| RECORDS SHOWN |

//! Dynamically typed validated values

use std::fmt;

use serde::{Deserialize, Serialize};

/// A validated field value whose shape is only known at runtime
///
/// Untagged so it serializes as plain JSON and deserializes from plain TOML.
/// Variant order matters for deserialization: integers before floats.
#[derive(Debug, Clone, PartialEq, Serialize, Deserialize)]
#[serde(untagged)]
pub enum Value {
    Integer(i64),
    Float(f64),
    Text(String),
    List(Vec<String>),
}

impl Value {
    pub fn as_str(&self) -> Option<&str> {
        match self {
            Value::Text(s) => Some(s),
            _ => None,
        }
    }

    pub fn as_i64(&self) -> Option<i64> {
        match self {
            Value::Integer(n) => Some(*n),
            _ => None,
        }
    }

    /// Floats, and integers widened to floats
    pub fn as_f64(&self) -> Option<f64> {
        match self {
            Value::Float(n) => Some(*n),
            Value::Integer(n) => Some(*n as f64),
            _ => None,
        }
    }

    pub fn as_list(&self) -> Option<&[String]> {
        match self {
            Value::List(items) => Some(items),
            _ => None,
        }
    }
}

impl fmt::Display for Value {
    fn fmt(&self, f: &mut fmt::Formatter<'_>) -> fmt::Result {
        match self {
            Value::Integer(n) => write!(f, "{}", n),
            Value::Float(n) => write!(f, "{}", n),
            Value::Text(s) => f.write_str(s),
            Value::List(items) => write!(f, "[{}]", items.join(", ")),
        }
    }
}

impl From<i64> for Value {
    fn from(n: i64) -> Self {
        Value::Integer(n)
    }
}

impl From<f64> for Value {
    fn from(n: f64) -> Self {
        Value::Float(n)
    }
}

impl From<String> for Value {
    fn from(s: String) -> Self {
        Value::Text(s)
    }
}

impl From<&str> for Value {
    fn from(s: &str) -> Self {
        Value::Text(s.to_string())
    }
}

impl From<Vec<String>> for Value {
    fn from(items: Vec<String>) -> Self {
        Value::List(items)
    }
}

| WHAT IS BEING ASKED |
Where the word "Text" shows up in a line of the entries above, copy that line.

| RESPONSE BELOW |
    Text(String),
            Value::Text(s) => Some(s),
            Value::Text(s) => f.write_str(s),
        Value::Text(s)
        Value::Text(s.to_string())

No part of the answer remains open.